(Data extracted from a collection)
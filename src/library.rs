//! Track model and background discovery of audio files.
//!
//! The loader walks the configured directories on its own thread and streams
//! every matching file back to the event loop, which appends it to the
//! playlist as it arrives.

mod display;
mod loader;
mod model;

pub use loader::{LoaderEvent, spawn_loader};
pub use model::Track;
//! Application module: presentation state used by the TUI and runtime.
//!
//! The `App` model lives in `app::model`; the equalizer animation in
//! `app::equalizer`.

mod equalizer;
mod model;

pub use equalizer::{Equalizer, Hue};
pub use model::*;
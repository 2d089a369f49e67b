//! The public face of the playlist: ring + cursor + controller.

use std::time::Duration;

use tracing::{debug, error, info};

use crate::library::Track;

use super::controller::{PlaybackController, PlaybackState};
use super::error::{PlaylistError, Result};
use super::ring::{Direction, TrackRing};
use super::sink::AudioSink;

/// Owns the track ring, the cursor into it and the playback controller.
///
/// The cursor only moves through `select_by_display_index` and `advance`,
/// plus the one-time initialisation on the first append.
pub struct PlaylistSession<S> {
    ring: TrackRing,
    cursor: Option<usize>,
    controller: PlaybackController<S>,
}

impl<S: AudioSink> PlaylistSession<S> {
    pub fn new(sink: S) -> Self {
        Self {
            ring: TrackRing::new(),
            cursor: None,
            controller: PlaybackController::new(sink),
        }
    }

    /// Add a discovered track. The first track ever appended becomes current.
    pub fn append(&mut self, track: Track) -> usize {
        let pos = self.ring.append(track);
        if self.cursor.is_none() {
            debug!(pos, "cursor initialised on first track");
            self.cursor = Some(pos);
        }
        pos
    }

    /// Make the `index`-th track current, stopping playback.
    ///
    /// Indices past the end wrap around the ring.
    pub fn select_by_display_index(&mut self, index: usize) -> Result<usize> {
        if self.ring.is_empty() {
            return Err(PlaylistError::EmptyCollection);
        }
        let pos = self.ring.nth(index)?;
        let stopped = self.controller.select_track();
        self.cursor = Some(pos);
        stopped?;
        Ok(pos)
    }

    /// Move to the neighbouring track and start playing it.
    pub fn advance(&mut self, direction: Direction) -> Result<usize> {
        if self.ring.is_empty() {
            return Err(PlaylistError::EmptyCollection);
        }
        let current = self.cursor.ok_or(PlaylistError::NoTrackSelected)?;
        let stepped = match direction {
            Direction::Forward => self.ring.successor(current),
            Direction::Backward => self.ring.predecessor(current),
        };
        let next = match stepped {
            Ok(next) => next,
            Err(err) => {
                if err.is_invariant_violation() {
                    error!(%err, current, len = self.ring.len(), "cursor points outside the playlist");
                    self.controller.force_stop();
                }
                return Err(err);
            }
        };

        let stopped = self.controller.select_track();
        self.cursor = Some(next);
        stopped?;
        self.controller.toggle_play(self.ring.get(next))?;
        Ok(next)
    }

    pub fn toggle_play_pause(&mut self) -> Result<PlaybackState> {
        if self.ring.is_empty() {
            return Err(PlaylistError::EmptyCollection);
        }
        let track = self.cursor.and_then(|pos| self.ring.get(pos));
        self.controller.toggle_play(track)
    }

    pub fn stop(&mut self) -> Result<()> {
        self.controller.stop()
    }

    pub fn seek_relative(&mut self, delta_secs: f64) -> Result<Option<Duration>> {
        if self.ring.is_empty() {
            return Err(PlaylistError::EmptyCollection);
        }
        self.controller.seek_relative(delta_secs)
    }

    /// React to the sink running off the end of the current track.
    ///
    /// Returns the new cursor position when playback moved on.
    pub fn poll_end_of_track(&mut self, auto_advance: bool) -> Result<Option<usize>> {
        if !self.controller.is_playing() || !self.controller.sink().is_finished() {
            return Ok(None);
        }
        info!(auto_advance, "track finished");
        if auto_advance {
            self.advance(Direction::Forward).map(Some)
        } else {
            self.controller.stop().map(|()| None)
        }
    }

    pub fn current_track(&self) -> Option<&Track> {
        self.cursor.and_then(|pos| self.ring.get(pos))
    }

    pub fn current_track_name(&self) -> Option<&str> {
        self.current_track().map(|t| t.display.as_str())
    }

    pub fn cursor(&self) -> Option<usize> {
        self.cursor
    }

    pub fn state(&self) -> PlaybackState {
        self.controller.state()
    }

    pub fn is_playing(&self) -> bool {
        self.controller.is_playing()
    }

    pub fn is_paused(&self) -> bool {
        self.controller.is_paused()
    }

    /// Elapsed time in the current track.
    pub fn position(&self) -> Duration {
        self.controller.position()
    }

    pub fn tracks(&self) -> &TrackRing {
        &self.ring
    }

    pub fn len(&self) -> usize {
        self.ring.len()
    }

    pub fn is_empty(&self) -> bool {
        self.ring.is_empty()
    }

    pub fn sink(&self) -> &S {
        self.controller.sink()
    }
}
use std::path::PathBuf;

use crate::config::TrackDisplayField;

use super::display::display_name;

/// A playable file. The path is the identifier understood by the sink; the
/// display name is derived from it once, when the track is created.
#[derive(Debug, Clone, PartialEq, Eq)]
pub struct Track {
    pub path: PathBuf,
    pub display: String,
}

impl Track {
    pub fn new(path: impl Into<PathBuf>, field: TrackDisplayField) -> Self {
        let path = path.into();
        let display = display_name(&path, field);
        Self { path, display }
    }
}
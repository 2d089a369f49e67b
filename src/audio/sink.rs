//! `AudioSink` backed by a `rodio` output stream.
//!
//! Each load (and each seek) decodes the file into a fresh paused `Sink`
//! positioned at the requested offset.

use std::fs::File;
use std::io::BufReader;
use std::path::{Path, PathBuf};
use std::time::Duration;

use rodio::{Decoder, OutputStream, OutputStreamBuilder, Sink, Source};
use tracing::debug;

use crate::library::Track;
use crate::playlist::{AudioSink, SinkError};

pub struct RodioSink {
    stream: OutputStream,
    sink: Option<Sink>,
    loaded: Option<PathBuf>,
    /// Where the current `Sink` started inside the file.
    offset: Duration,
}

impl RodioSink {
    /// Open the default output device.
    pub fn open() -> Result<Self, SinkError> {
        let mut stream = OutputStreamBuilder::open_default_stream()
            .map_err(|err| SinkError::Device(err.to_string()))?;
        // rodio logs to stderr when OutputStream is dropped, which would
        // scribble over the TUI on exit.
        stream.log_on_drop(false);

        Ok(Self {
            stream,
            sink: None,
            loaded: None,
            offset: Duration::ZERO,
        })
    }

    fn current(&self) -> Result<&Sink, SinkError> {
        self.sink.as_ref().ok_or(SinkError::NothingLoaded)
    }

    fn drop_sink(&mut self) {
        if let Some(old) = self.sink.take() {
            old.stop();
        }
    }
}

/// Create a paused `Sink` for `path` that starts playback at `start_at`.
fn create_sink_at(stream: &OutputStream, path: &Path, start_at: Duration) -> Result<Sink, SinkError> {
    let file = File::open(path).map_err(|source| SinkError::Open {
        path: path.to_path_buf(),
        source,
    })?;

    let source = Decoder::new(BufReader::new(file))
        .map_err(|err| SinkError::Decode {
            path: path.to_path_buf(),
            reason: err.to_string(),
        })?
        // `skip_duration` is our seeking primitive; even Duration::ZERO is fine.
        .skip_duration(start_at);

    let sink = Sink::connect_new(stream.mixer());
    sink.append(source);
    sink.pause();
    Ok(sink)
}

impl AudioSink for RodioSink {
    fn load(&mut self, track: &Track) -> Result<(), SinkError> {
        self.drop_sink();
        self.loaded = None;
        self.offset = Duration::ZERO;

        let sink = create_sink_at(&self.stream, &track.path, Duration::ZERO)?;
        self.sink = Some(sink);
        self.loaded = Some(track.path.clone());
        Ok(())
    }

    fn play(&mut self) -> Result<(), SinkError> {
        self.current()?.play();
        Ok(())
    }

    fn pause(&mut self) -> Result<(), SinkError> {
        self.current()?.pause();
        Ok(())
    }

    fn resume(&mut self) -> Result<(), SinkError> {
        self.current()?.play();
        Ok(())
    }

    fn stop(&mut self) -> Result<(), SinkError> {
        self.drop_sink();
        self.offset = Duration::ZERO;
        Ok(())
    }

    fn play_from(&mut self, offset: Duration) -> Result<(), SinkError> {
        let path = self.loaded.clone().ok_or(SinkError::NothingLoaded)?;
        let was_paused = self.sink.as_ref().is_none_or(|s| s.is_paused());

        // Rebuild the sink and skip into the file.
        let fresh = create_sink_at(&self.stream, &path, offset)?;
        self.drop_sink();
        if !was_paused {
            fresh.play();
        }
        debug!(path = %path.display(), offset_ms = offset.as_millis() as u64, "sink restarted");
        self.sink = Some(fresh);
        self.offset = offset;
        Ok(())
    }

    fn position(&self) -> Duration {
        self.offset + self.sink.as_ref().map_or(Duration::ZERO, |s| s.get_pos())
    }

    fn is_finished(&self) -> bool {
        self.sink.as_ref().is_some_and(|s| !s.is_paused() && s.empty())
    }
}
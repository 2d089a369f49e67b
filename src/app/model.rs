//! Application model: presentation state that lives next to the playlist
//! session but is not part of it.
//!
//! `App` holds the list highlight, the status line, the loading flag and the
//! equalizer. The session itself is passed alongside it, never stored here.

use std::path::PathBuf;

use crate::playlist::PlaylistError;

use super::equalizer::Equalizer;

pub struct App {
    /// Row highlighted in the track list (not necessarily the current track).
    pub highlighted: usize,
    /// One-line message shown in the status box.
    pub status: Option<String>,
    /// True until the loader reports it has walked every root.
    pub loading: bool,
    pub roots: Vec<PathBuf>,
    pub equalizer: Equalizer,
}

impl App {
    pub fn new(roots: Vec<PathBuf>, equalizer_bars: usize) -> Self {
        Self {
            highlighted: 0,
            status: None,
            loading: true,
            roots,
            equalizer: Equalizer::new(equalizer_bars),
        }
    }

    /// Move the highlight down, wrapping to the top.
    pub fn next(&mut self, len: usize) {
        if len == 0 {
            return;
        }
        self.highlighted = (self.highlighted + 1) % len;
    }

    /// Move the highlight up, wrapping to the bottom.
    pub fn prev(&mut self, len: usize) {
        if len == 0 {
            return;
        }
        self.highlighted = (self.highlighted + len - 1) % len;
    }

    pub fn select_first(&mut self) {
        self.highlighted = 0;
    }

    pub fn select_last(&mut self, len: usize) {
        self.highlighted = len.saturating_sub(1);
    }

    /// Put the highlight on the session's current track.
    pub fn follow(&mut self, cursor: Option<usize>) {
        if let Some(pos) = cursor {
            self.highlighted = pos;
        }
    }

    pub fn set_status(&mut self, msg: impl Into<String>) {
        self.status = Some(msg.into());
    }

    pub fn clear_status(&mut self) {
        self.status = None;
    }

    /// Turn a transport error into a user-facing status message.
    pub fn report(&mut self, err: &PlaylistError) {
        let msg = match err {
            PlaylistError::EmptyCollection => {
                if self.loading {
                    "still looking for tracks…".to_string()
                } else {
                    "playlist is empty".to_string()
                }
            }
            PlaylistError::NoTrackSelected => "no track loaded".to_string(),
            other => other.to_string(),
        };
        self.set_status(msg);
    }

    /// Record that discovery is over.
    pub fn finish_loading(&mut self, found: Option<usize>) {
        self.loading = false;
        match found {
            Some(0) => self.set_status("no audio files found"),
            Some(n) => self.set_status(format!("playlist loaded: {n} tracks")),
            None => self.set_status("track discovery stopped early"),
        }
    }
}
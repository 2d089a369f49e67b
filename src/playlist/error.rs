use thiserror::Error;

use super::sink::SinkError;

/// Errors raised by ring lookups and transport commands.
///
/// All of these are recoverable: the runtime turns them into a status line
/// message. `NotFound` is the only one that points at a bug.
#[derive(Debug, Error)]
pub enum PlaylistError {
    /// A read or traversal was attempted on a ring with zero tracks.
    #[error("playlist is empty")]
    EmptyCollection,

    /// A neighbour lookup was given a position that is not in the ring.
    #[error("position {0} is not in the playlist")]
    NotFound(usize),

    /// Positional lookup on an empty ring.
    #[error("index {0} is out of range")]
    IndexOutOfRange(usize),

    /// Play was requested with no current track.
    #[error("no track loaded")]
    NoTrackSelected,

    /// The audio sink failed; playback has been reset to stopped.
    #[error("audio sink failed: {0}")]
    Sink(#[from] SinkError),
}

impl PlaylistError {
    /// True when the error means the cursor and the ring disagree.
    pub fn is_invariant_violation(&self) -> bool {
        matches!(self, Self::NotFound(_))
    }
}

pub type Result<T> = std::result::Result<T, PlaylistError>;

Work to be completed :: Filter by the word "RodioSink": copy every line of the data that holds it.

Response ::
pub struct RodioSink {
impl RodioSink {
impl AudioSink for RodioSink {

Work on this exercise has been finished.